3.4 Fine-tuned GenerRNA generates protein-binding RNAs
In natural language processing, fine-tuning a pre-trained model on specific tasks boosts task-specific performance or generates articles in a particular style while retaining a general understanding of language syntax, grammar, and semantics. Such a procedure necessitates relatively fewer data and computational resources. In our study, we fine-tuned the GenerRNA using RNA data binding to specific proteins, and estimated the affinity scores between the generated sequences and target proteins using in silico computational methods.
As depicted in Fig 6, sequences generated by GenerRNA exhibit a pronounced specificity toward the target protein. For both examined proteins, the affinity scores of the generated sequences not only significantly exceed those of the negative test set but also marginally surpass the mean scores observed in the positive test set. Specifically, for ELAVL1, the average affinity score of generated RNAs was 0.872 compared to 0.850 in the positive test set, and for SRSF1, it was 0.720 versus 0.713. Furthermore, homology searches reveal that only a small fraction of the RNA sequences generated by GenerRNA that bind to ELAVL1 and SRSF1 proteins formed identical alignments with binding sequences, with 2.20% for ELAVL1 and 1.30% for SRSF1. Notably, a majority of the sequences, 70.9% for ELAVL1 and 67.2% for SRSF1, were not aligned with any known binding sequences (The identity distribution of aligned sequences can be found in S7 Fig in S1 File). As illustrated in Fig 5b., many instances of RNA with high-affinity scores were observed even among sequences with less than 90% identity or those that did not form alignments. It is important to mention that the tool adopted for our homology analyses is highly sensitive, and we have intentionally set more relaxed thresholds to bolster the detection sensitivity for alignments.
Furthermore, we performed a comparative analysis of RNA sequences generated by RNAGEN (S1 Note in S1 File). On the ELAVL1 dataset, RNAGEN produced sequences that, while more closely resembling the training data, exhibited slightly lower average affinity scores compared to those generated by GenerRNA (0.773 vs 0.872). As for the SRSF1 protein, we were unable to successfully train a model capable of generating effective binding sequences. However, it is important to note that RNAGEN’s complete workflow includes an additional indirect optimization targeting specific proteins. However, we opted not to utilize this approach for two main reasons: first, RNAGEN depends on existing trained DeepBind models to target proteins, but the repository hosting these models has been inaccessible for an extended period; second, optimizing RNAGEN with DeepBind and subsequently evaluating the sequences using similar computational models could undermine the objectivity of our evaluation, as it would not accurately reflect the generative model’s performance under standard conditions.
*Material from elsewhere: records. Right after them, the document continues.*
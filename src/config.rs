use anyhow::{Context, Result};
use serde::{Deserialize, Serialize};
use std::path::{Path, PathBuf};
use thiserror::Error;

use crate::input::Platform;

/// Characters that wrap a selection, or get inserted as a pair at the caret.
#[derive(Debug, Clone, Copy, PartialEq, Eq, Serialize, Deserialize)]
pub struct WrapPair {
    pub start: char,
    /// Closing character. Defaults to `start` (quotes, emphasis markers).
    #[serde(default)]
    pub end: Option<char>,
}

impl WrapPair {
    pub const fn new(start: char, end: char) -> Self {
        Self {
            start,
            end: Some(end),
        }
    }

    pub const fn symmetric(ch: char) -> Self {
        Self {
            start: ch,
            end: None,
        }
    }

    pub fn end(&self) -> char {
        self.end.unwrap_or(self.start)
    }
}

pub const DEFAULT_WRAP_PAIRS: &[WrapPair] = &[
    WrapPair::new('(', ')'),
    WrapPair::new('{', '}'),
    WrapPair::new('[', ']'),
    WrapPair::symmetric('"'),
    WrapPair::symmetric('\''),
    WrapPair::symmetric('*'),
    WrapPair::symmetric('~'),
];

#[derive(Debug, Error)]
pub enum ConfigError {
    #[error("tab size must be at least 1, got {0}")]
    InvalidTabSize(usize),
    #[error("wrap trigger {0:?} is configured more than once")]
    DuplicateWrapTrigger(char),
    #[error("failed to parse config: {0}")]
    Parse(#[from] toml::de::Error),
}

#[derive(Debug, Clone, PartialEq, Serialize, Deserialize)]
#[serde(default)]
pub struct EditorConfig {
    pub tab_size: usize,
    pub insert_spaces: bool,
    /// Leave Tab / Shift+Tab to the host entirely.
    pub ignore_tab_key: bool,
    pub wrap_pairs: Vec<WrapPair>,
    /// Selects the undo/redo/capture keybinding scheme.
    pub platform: Platform,
}

impl Default for EditorConfig {
    fn default() -> Self {
        Self {
            tab_size: 2,
            insert_spaces: true,
            ignore_tab_key: false,
            wrap_pairs: DEFAULT_WRAP_PAIRS.to_vec(),
            platform: Platform::default(),
        }
    }
}

impl EditorConfig {
    pub fn validate(&self) -> Result<(), ConfigError> {
        if self.tab_size == 0 {
            return Err(ConfigError::InvalidTabSize(self.tab_size));
        }

        for (i, pair) in self.wrap_pairs.iter().enumerate() {
            if self.wrap_pairs[..i].iter().any(|p| p.start == pair.start) {
                return Err(ConfigError::DuplicateWrapTrigger(pair.start));
            }
        }

        Ok(())
    }

    /// The indentation unit inserted by Tab and removed by Shift+Tab / Backspace.
    pub fn tab_character(&self) -> String {
        let unit = if self.insert_spaces { " " } else { "\t" };
        unit.repeat(self.tab_size)
    }

    pub fn wrap_pair(&self, trigger: char) -> Option<&WrapPair> {
        self.wrap_pairs.iter().find(|p| p.start == trigger)
    }

    pub fn from_toml_str(content: &str) -> Result<Self, ConfigError> {
        let config: EditorConfig = toml::from_str(content)?;
        config.validate()?;
        Ok(config)
    }

    pub fn load(path: &Path) -> Result<Self> {
        let content = std::fs::read_to_string(path)
            .with_context(|| format!("Failed to read config file {}", path.display()))?;
        let config = Self::from_toml_str(&content)
            .with_context(|| format!("Invalid config file {}", path.display()))?;
        Ok(config)
    }

    pub fn load_or_default(path: &Path) -> Result<Self> {
        if !path.exists() {
            return Ok(Self::default());
        }
        Self::load(path)
    }

    pub fn default_path() -> PathBuf {
        dirs::config_dir()
            .unwrap_or_else(|| PathBuf::from("."))
            .join("snapedit")
            .join("config.toml")
    }
}

#[cfg(test)]
mod tests {
    use super::*;

    #[test]
    fn test_default_config() {
        let config = EditorConfig::default();
        assert_eq!(config.tab_size, 2);
        assert!(config.insert_spaces);
        assert!(!config.ignore_tab_key);
        assert_eq!(config.wrap_pairs.len(), 7);
        assert_eq!(config.platform, Platform::Other);
        assert!(config.validate().is_ok());
    }

    #[test]
    fn test_tab_character_spaces() {
        let config = EditorConfig {
            tab_size: 4,
            ..Default::default()
        };
        assert_eq!(config.tab_character(), "    ");
    }

    #[test]
    fn test_tab_character_tabs() {
        let config = EditorConfig {
            tab_size: 2,
            insert_spaces: false,
            ..Default::default()
        };
        assert_eq!(config.tab_character(), "\t\t");
    }

    #[test]
    fn test_zero_tab_size_rejected() {
        let config = EditorConfig {
            tab_size: 0,
            ..Default::default()
        };
        assert!(matches!(
            config.validate(),
            Err(ConfigError::InvalidTabSize(0))
        ));
    }

    #[test]
    fn test_duplicate_wrap_trigger_rejected() {
        let config = EditorConfig {
            wrap_pairs: vec![WrapPair::new('(', ')'), WrapPair::symmetric('(')],
            ..Default::default()
        };
        assert!(matches!(
            config.validate(),
            Err(ConfigError::DuplicateWrapTrigger('('))
        ));
    }

    #[test]
    fn test_wrap_pair_end_defaults_to_start() {
        assert_eq!(WrapPair::symmetric('"').end(), '"');
        assert_eq!(WrapPair::new('[', ']').end(), ']');
    }

    #[test]
    fn test_wrap_pair_lookup() {
        let config = EditorConfig::default();
        assert_eq!(config.wrap_pair('{').map(|p| p.end()), Some('}'));
        assert!(config.wrap_pair('<').is_none());
    }

    #[test]
    fn test_from_toml_partial() {
        let config = EditorConfig::from_toml_str(
            r#"
tab_size = 4
insert_spaces = false
platform = "mac_like"
"#,
        )
        .unwrap();
        assert_eq!(config.tab_size, 4);
        assert!(!config.insert_spaces);
        assert_eq!(config.platform, Platform::MacLike);
        // Unset fields fall back to defaults
        assert_eq!(config.wrap_pairs, DEFAULT_WRAP_PAIRS.to_vec());
    }

    #[test]
    fn test_from_toml_wrap_pairs() {
        let config = EditorConfig::from_toml_str(
            r#"
wrap_pairs = [
    { start = "<", end = ">" },
    { start = "_" },
]
"#,
        )
        .unwrap();
        assert_eq!(config.wrap_pairs.len(), 2);
        assert_eq!(config.wrap_pairs[0].end(), '>');
        assert_eq!(config.wrap_pairs[1].end(), '_');
    }

    #[test]
    fn test_from_toml_rejects_invalid() {
        assert!(matches!(
            EditorConfig::from_toml_str("tab_size = 0"),
            Err(ConfigError::InvalidTabSize(0))
        ));
        assert!(matches!(
            EditorConfig::from_toml_str("tab_size = \"two\""),
            Err(ConfigError::Parse(_))
        ));
    }

    #[test]
    fn test_load_or_default_missing_file() {
        let dir = tempfile::tempdir().unwrap();
        let config = EditorConfig::load_or_default(&dir.path().join("nope.toml")).unwrap();
        assert_eq!(config, EditorConfig::default());
    }

    #[test]
    fn test_load_from_file() {
        let dir = tempfile::tempdir().unwrap();
        let path = dir.path().join("config.toml");
        std::fs::write(&path, "tab_size = 8\nignore_tab_key = true\n").unwrap();
        let config = EditorConfig::load(&path).unwrap();
        assert_eq!(config.tab_size, 8);
        assert!(config.ignore_tab_key);
    }
}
Thus, although our comparison does not fully exploit RNAGEN’s capabilities, it demonstrates that in the absence of external knowledge, GenerRNA’s Transformer-based model more effectively captures the critical features of RNA sequences.
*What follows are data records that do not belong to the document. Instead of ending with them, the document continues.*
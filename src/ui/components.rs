use ratatui::{
    layout::{Constraint, Direction, Layout, Rect},
    style::Style,
    text::{Line, Span},
    widgets::{Block, Borders, Paragraph},
    Frame,
};
use snapedit::History;
use unicode_width::UnicodeWidthStr;

use crate::ui::{App, Theme};

pub fn draw(frame: &mut Frame, app: &App) {
    let chunks = Layout::default()
        .direction(Direction::Vertical)
        .constraints([
            Constraint::Length(1), // Header
            Constraint::Min(0),    // Editor
            Constraint::Length(1), // Status bar
        ])
        .split(frame.area());

    draw_header(frame, app, chunks[0]);
    draw_editor(frame, app, chunks[1]);
    draw_status_bar(frame, app, chunks[2]);
}

/// Rows of text the editor shows for a terminal of the given height.
pub fn editor_rows(terminal_height: u16) -> usize {
    // Header, status bar and the two editor borders
    terminal_height.saturating_sub(4) as usize
}

fn draw_header(frame: &mut Frame, app: &App, area: Rect) {
    let theme = &app.theme;

    let name = app
        .file_path
        .as_ref()
        .and_then(|p| p.file_name())
        .map(|n| n.to_string_lossy().into_owned())
        .unwrap_or_else(|| "[scratch]".to_string());
    let modified = if app.view.modified { " [+]" } else { "" };

    let header = Paragraph::new(Line::from(vec![
        Span::styled(" snapedit ", theme.title()),
        Span::styled(format!("{name}{modified}"), theme.bar()),
    ]))
    .style(theme.bar());

    frame.render_widget(header, area);
}

fn draw_editor(frame: &mut Frame, app: &App, area: Rect) {
    let theme = &app.theme;
    let view = &app.view;
    let focused = view.focused;

    let title = if app.engine.capture_enabled() {
        " Editor (Tab indents, F2 releases Tab) "
    } else {
        " Editor (Tab leaves, F2 captures Tab) "
    };
    let block = Block::default()
        .borders(Borders::ALL)
        .border_style(theme.frame(focused))
        .title(title)
        .title_style(if focused {
            Style::default().fg(theme.accent)
        } else {
            Style::default().fg(theme.ink_faint)
        });
    let inner = block.inner(area);
    frame.render_widget(block, area);

    let tab_width = app.engine.config().tab_size;
    let gutter = view.line_count().to_string().len();
    let selection = view.selection_range();
    let visible_height = inner.height as usize;

    let mut lines = Vec::with_capacity(visible_height);
    let mut line_offset = 0;
    for (idx, text) in view.value.split('\n').enumerate() {
        let offset = line_offset;
        line_offset += text.len() + 1;
        if idx < view.scroll_offset {
            continue;
        }
        if lines.len() >= visible_height {
            break;
        }
        lines.push(render_line(
            idx, text, offset, selection, gutter, tab_width, theme,
        ));
    }

    frame.render_widget(Paragraph::new(lines).style(theme.text()), inner);

    // Show cursor
    let line = view.cursor_line();
    if focused && line >= view.scroll_offset {
        let row = (line - view.scroll_offset) as u16;
        let before = expand_tabs(view.text_before_cursor_on_line(), tab_width);
        let x = inner.x + (gutter + 1) as u16 + before.width() as u16;
        if row < inner.height {
            let max_x = inner.x + inner.width.saturating_sub(1);
            frame.set_cursor_position((x.min(max_x), inner.y + row));
        }
    }
}

fn render_line(
    index: usize,
    text: &str,
    offset: usize,
    selection: (usize, usize),
    gutter: usize,
    tab_width: usize,
    theme: &Theme,
) -> Line<'static> {
    let mut spans = vec![Span::styled(
        format!("{:>width$} ", index + 1, width = gutter),
        theme.line_number(),
    )];

    // Selection clipped to this line, in line-local offsets
    let line_end = offset + text.len();
    let (start, end) = selection;
    let local_start = start.clamp(offset, line_end) - offset;
    let local_end = end.clamp(offset, line_end) - offset;

    let parts = [
        (&text[..local_start], theme.text()),
        (&text[local_start..local_end], theme.selected()),
        (&text[local_end..], theme.text()),
    ];
    for (part, style) in parts {
        if !part.is_empty() {
            spans.push(Span::styled(expand_tabs(part, tab_width), style));
        }
    }

    // A selected line break shows as one highlighted cell
    if start <= line_end && end > line_end {
        spans.push(Span::styled(" ", theme.selected()));
    }

    Line::from(spans)
}

fn expand_tabs(text: &str, tab_width: usize) -> String {
    text.replace('\t', &" ".repeat(tab_width))
}

fn draw_status_bar(frame: &mut Frame, app: &App, area: Rect) {
    let theme = &app.theme;
    let history = app.engine.history();

    let capture = if app.engine.capture_enabled() {
        "captured"
    } else {
        "released"
    };
    let left_text = format!(
        " {} | Tab {} | {} ",
        app.engine.config().platform.label(),
        capture,
        history_label(history)
    );

    let (message, message_style) = match &app.status_message {
        Some((msg, status)) => (format!(" {msg}"), theme.status(*status)),
        None => (String::new(), theme.bar()),
    };

    let right_text = "Ctrl+S Save | Ctrl+Q Quit ";

    let used = left_text.width() + message.width() + right_text.width();
    let padding = (area.width as usize).saturating_sub(used);

    let status_line = Line::from(vec![
        Span::styled(left_text, theme.bar()),
        Span::styled(message, message_style),
        Span::styled(" ".repeat(padding), theme.bar()),
        Span::styled(right_text, theme.bar()),
    ]);

    frame.render_widget(Paragraph::new(status_line), area);
}

/// Position in the undo history and which directions are available.
fn history_label(history: &History) -> String {
    let position = history.offset().map(|o| o + 1).unwrap_or(0);
    let directions = match (history.can_undo(), history.can_redo()) {
        (true, true) => " undo redo",
        (true, false) => " undo",
        (false, true) => " redo",
        (false, false) => "",
    };
    format!("History {}/{}{}", position, history.len(), directions)
}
Finally, we conducted an ablation study of the impact exerted by large-scale pre-training on tasks related to generating RNA sequences in downstream applications. The ablation model, which is devoid of pre-training, exhibited a slightly higher validation loss compared to the fine-tuned GenerRNA on the ELAVL1 dataset, recording values of 4.11 and 3.81, respectively. Similarly, the ablation model trained on SRSF1-binding RNAs achieved its optimal validation loss at 4.65, which was marginally higher than the 4.35 achieved by the fine-tuned GenerRNA (S8 and S9 Figs in S1 File). However, despite exhibiting a closer but slightly higher validation loss compared to GenerRNA, the ablation model could only produce sequences characterized by a lack of originality. These sequences predominantly mirrored existing data, indicating a tendency towards mere replicating training data rather than a genuine generation (as demonstrated in Table 1). We speculate that the pre-training on extensive datasets typically empowers the model to internalize a wide range of features and patterns inherent to the RNA data, which offers a robust starting point that enhances the model’s capacity for fine-tuning on specific tasks. This leads to improved generalization and the ability to generate RNA sequences that are not only novel but also adhere to the “grammar” of RNA.
Table 1. Comparison of sequence novelty in ablation model and fine-tuned GenerRNA: The fine-tuned GenerRNA generates a greater number of novel RNAs unaligned with known RNAs and fewer sequences identical to known RNAs.
ELAVL1 | SRSF1 | |||
---|---|---|---|---|
Identity | No Hits | Identity | No Hits | |
Ablation Model | 90.9 | 0.11 | 85.7 | 1.12 |
Fine-tuned GenerRNA | 2.20 | 70.9 | 1.30 | 67.2 |
4 Discussion
4.1 Implication
Biological sequences harbor a wealth of information, covering evolutionary history, survival strategies, and even blueprints for future development. AI language models serve as translators for reading and writing this enigmatic language. The ever-increasing number of RNA sequences in public databases, coupled with advancements in natural language model architectures, provides a foundation for constructing models proficient in generating biological sequences.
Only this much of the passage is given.